The records

((

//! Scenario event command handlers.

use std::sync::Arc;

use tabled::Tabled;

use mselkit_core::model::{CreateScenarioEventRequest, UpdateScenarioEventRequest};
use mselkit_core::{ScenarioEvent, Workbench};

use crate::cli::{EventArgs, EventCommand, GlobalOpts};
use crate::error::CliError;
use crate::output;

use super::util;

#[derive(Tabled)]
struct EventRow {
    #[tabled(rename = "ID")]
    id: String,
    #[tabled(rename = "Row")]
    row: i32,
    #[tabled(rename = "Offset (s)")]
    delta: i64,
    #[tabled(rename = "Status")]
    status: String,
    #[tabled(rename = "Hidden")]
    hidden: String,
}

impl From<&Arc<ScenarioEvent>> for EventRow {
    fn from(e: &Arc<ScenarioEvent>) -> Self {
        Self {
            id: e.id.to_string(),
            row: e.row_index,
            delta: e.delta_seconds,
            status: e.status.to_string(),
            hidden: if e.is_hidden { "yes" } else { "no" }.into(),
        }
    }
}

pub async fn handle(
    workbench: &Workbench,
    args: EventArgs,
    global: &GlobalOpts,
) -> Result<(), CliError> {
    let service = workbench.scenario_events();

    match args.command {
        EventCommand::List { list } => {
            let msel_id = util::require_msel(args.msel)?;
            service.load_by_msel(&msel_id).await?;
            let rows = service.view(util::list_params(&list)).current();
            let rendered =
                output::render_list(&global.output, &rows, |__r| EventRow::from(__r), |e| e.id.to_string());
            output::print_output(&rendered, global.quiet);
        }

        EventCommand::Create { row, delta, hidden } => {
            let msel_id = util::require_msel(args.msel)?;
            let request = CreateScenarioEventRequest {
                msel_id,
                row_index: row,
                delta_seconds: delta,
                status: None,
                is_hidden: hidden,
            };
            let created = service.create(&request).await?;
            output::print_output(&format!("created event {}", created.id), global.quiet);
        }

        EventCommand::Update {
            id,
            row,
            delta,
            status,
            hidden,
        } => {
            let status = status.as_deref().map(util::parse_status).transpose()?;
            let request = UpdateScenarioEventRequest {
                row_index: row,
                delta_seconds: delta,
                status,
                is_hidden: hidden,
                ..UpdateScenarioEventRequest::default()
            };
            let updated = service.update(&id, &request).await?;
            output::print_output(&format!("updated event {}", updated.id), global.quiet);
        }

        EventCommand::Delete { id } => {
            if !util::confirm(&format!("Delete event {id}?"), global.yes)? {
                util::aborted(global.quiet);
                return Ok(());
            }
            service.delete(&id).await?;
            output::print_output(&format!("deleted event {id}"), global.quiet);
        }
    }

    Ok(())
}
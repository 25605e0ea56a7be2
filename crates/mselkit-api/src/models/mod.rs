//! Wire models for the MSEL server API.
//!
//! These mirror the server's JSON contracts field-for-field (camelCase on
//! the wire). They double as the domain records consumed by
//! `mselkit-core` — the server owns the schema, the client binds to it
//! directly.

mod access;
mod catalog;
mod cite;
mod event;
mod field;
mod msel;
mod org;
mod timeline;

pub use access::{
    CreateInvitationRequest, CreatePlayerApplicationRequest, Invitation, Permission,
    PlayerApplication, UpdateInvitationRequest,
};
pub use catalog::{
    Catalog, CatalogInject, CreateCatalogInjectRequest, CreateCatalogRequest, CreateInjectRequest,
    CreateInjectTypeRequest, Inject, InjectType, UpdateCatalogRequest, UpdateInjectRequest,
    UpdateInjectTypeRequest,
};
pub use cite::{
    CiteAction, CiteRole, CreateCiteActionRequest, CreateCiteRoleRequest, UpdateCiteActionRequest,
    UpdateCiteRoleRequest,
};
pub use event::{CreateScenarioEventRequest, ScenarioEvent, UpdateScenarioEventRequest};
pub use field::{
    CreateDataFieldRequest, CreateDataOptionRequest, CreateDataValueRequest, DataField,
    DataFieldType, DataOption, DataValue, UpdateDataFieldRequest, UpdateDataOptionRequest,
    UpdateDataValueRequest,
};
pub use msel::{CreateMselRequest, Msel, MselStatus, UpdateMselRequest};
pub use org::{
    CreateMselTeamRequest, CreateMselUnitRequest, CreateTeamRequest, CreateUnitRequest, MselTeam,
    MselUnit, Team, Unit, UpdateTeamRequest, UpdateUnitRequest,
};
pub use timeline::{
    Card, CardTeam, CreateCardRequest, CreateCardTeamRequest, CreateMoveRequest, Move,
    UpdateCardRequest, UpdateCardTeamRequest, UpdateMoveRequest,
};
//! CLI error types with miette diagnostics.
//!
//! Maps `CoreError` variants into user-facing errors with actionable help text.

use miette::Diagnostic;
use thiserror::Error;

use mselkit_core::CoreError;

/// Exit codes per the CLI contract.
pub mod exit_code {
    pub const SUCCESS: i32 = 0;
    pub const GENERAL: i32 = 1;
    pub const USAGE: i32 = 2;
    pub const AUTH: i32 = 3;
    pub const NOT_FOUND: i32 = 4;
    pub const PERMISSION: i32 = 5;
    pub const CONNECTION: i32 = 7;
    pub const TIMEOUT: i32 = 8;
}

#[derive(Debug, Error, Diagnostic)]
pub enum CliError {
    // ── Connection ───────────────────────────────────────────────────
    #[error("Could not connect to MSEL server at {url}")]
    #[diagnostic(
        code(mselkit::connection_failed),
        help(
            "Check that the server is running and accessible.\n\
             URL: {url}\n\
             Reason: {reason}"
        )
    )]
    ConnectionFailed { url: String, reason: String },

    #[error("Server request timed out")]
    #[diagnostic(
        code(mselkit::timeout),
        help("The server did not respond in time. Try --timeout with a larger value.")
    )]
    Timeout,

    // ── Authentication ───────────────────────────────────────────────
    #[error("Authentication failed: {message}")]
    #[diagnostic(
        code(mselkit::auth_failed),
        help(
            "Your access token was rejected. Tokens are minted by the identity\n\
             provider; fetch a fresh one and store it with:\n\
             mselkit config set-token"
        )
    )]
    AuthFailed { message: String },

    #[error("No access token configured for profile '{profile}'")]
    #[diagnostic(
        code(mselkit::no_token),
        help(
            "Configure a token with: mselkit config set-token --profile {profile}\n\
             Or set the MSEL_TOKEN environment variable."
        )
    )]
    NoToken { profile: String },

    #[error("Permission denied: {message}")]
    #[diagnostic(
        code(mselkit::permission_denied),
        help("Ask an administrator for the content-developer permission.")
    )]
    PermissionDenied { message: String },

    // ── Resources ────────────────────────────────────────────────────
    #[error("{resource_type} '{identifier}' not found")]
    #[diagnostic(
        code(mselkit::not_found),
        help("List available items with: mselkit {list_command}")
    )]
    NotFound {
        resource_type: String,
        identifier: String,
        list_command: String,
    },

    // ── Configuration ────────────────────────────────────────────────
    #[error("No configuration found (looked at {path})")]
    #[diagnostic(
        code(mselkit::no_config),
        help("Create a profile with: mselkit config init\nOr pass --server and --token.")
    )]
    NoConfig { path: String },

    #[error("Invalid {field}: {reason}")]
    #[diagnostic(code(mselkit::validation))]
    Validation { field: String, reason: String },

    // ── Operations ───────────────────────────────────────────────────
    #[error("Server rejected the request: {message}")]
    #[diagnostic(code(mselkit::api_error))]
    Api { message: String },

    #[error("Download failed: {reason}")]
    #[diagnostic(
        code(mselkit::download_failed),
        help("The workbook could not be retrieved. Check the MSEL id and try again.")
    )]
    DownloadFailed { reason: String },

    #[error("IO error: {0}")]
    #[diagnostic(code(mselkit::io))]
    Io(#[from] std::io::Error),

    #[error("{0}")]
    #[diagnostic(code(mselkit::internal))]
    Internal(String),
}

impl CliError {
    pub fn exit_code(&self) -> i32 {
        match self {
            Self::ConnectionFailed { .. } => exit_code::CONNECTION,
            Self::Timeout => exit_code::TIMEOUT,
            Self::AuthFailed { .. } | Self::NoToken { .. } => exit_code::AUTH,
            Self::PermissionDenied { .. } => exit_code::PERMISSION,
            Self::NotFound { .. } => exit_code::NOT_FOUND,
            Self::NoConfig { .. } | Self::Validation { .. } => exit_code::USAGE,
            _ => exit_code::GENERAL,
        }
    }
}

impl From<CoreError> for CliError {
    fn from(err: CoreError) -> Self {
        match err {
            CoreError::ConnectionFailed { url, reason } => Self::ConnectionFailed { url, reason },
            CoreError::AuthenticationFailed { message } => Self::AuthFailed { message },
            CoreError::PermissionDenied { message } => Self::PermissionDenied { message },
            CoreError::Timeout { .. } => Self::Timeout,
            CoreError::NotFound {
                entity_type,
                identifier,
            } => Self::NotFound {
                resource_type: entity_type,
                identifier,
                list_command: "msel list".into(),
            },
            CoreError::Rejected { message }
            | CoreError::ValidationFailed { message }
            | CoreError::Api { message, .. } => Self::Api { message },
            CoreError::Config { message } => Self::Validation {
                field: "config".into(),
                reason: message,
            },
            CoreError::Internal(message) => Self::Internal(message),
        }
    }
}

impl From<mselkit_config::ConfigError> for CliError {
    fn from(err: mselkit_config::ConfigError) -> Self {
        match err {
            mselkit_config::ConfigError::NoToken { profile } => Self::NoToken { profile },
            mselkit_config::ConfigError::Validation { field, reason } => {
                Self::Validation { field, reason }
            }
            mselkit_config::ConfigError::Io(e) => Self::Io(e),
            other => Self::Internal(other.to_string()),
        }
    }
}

))

Task brief
Every line from the start of the listing through the line with "let request = UpdateScenarioEventRequest" should be reproduced exactly, and no other line.

Reply to the exercise
//! Scenario event command handlers.

use std::sync::Arc;

use tabled::Tabled;

use mselkit_core::model::{CreateScenarioEventRequest, UpdateScenarioEventRequest};
use mselkit_core::{ScenarioEvent, Workbench};

use crate::cli::{EventArgs, EventCommand, GlobalOpts};
use crate::error::CliError;
use crate::output;

use super::util;

#[derive(Tabled)]
struct EventRow {
    #[tabled(rename = "ID")]
    id: String,
    #[tabled(rename = "Row")]
    row: i32,
    #[tabled(rename = "Offset (s)")]
    delta: i64,
    #[tabled(rename = "Status")]
    status: String,
    #[tabled(rename = "Hidden")]
    hidden: String,
}

impl From<&Arc<ScenarioEvent>> for EventRow {
    fn from(e: &Arc<ScenarioEvent>) -> Self {
        Self {
            id: e.id.to_string(),
            row: e.row_index,
            delta: e.delta_seconds,
            status: e.status.to_string(),
            hidden: if e.is_hidden { "yes" } else { "no" }.into(),
        }
    }
}

pub async fn handle(
    workbench: &Workbench,
    args: EventArgs,
    global: &GlobalOpts,
) -> Result<(), CliError> {
    let service = workbench.scenario_events();

    match args.command {
        EventCommand::List { list } => {
            let msel_id = util::require_msel(args.msel)?;
            service.load_by_msel(&msel_id).await?;
            let rows = service.view(util::list_params(&list)).current();
            let rendered =
                output::render_list(&global.output, &rows, |__r| EventRow::from(__r), |e| e.id.to_string());
            output::print_output(&rendered, global.quiet);
        }

        EventCommand::Create { row, delta, hidden } => {
            let msel_id = util::require_msel(args.msel)?;
            let request = CreateScenarioEventRequest {
                msel_id,
                row_index: row,
                delta_seconds: delta,
                status: None,
                is_hidden: hidden,
            };
            let created = service.create(&request).await?;
            output::print_output(&format!("created event {}", created.id), global.quiet);
        }

        EventCommand::Update {
            id,
            row,
            delta,
            status,
            hidden,
        } => {
            let status = status.as_deref().map(util::parse_status).transpose()?;
            let request = UpdateScenarioEventRequest {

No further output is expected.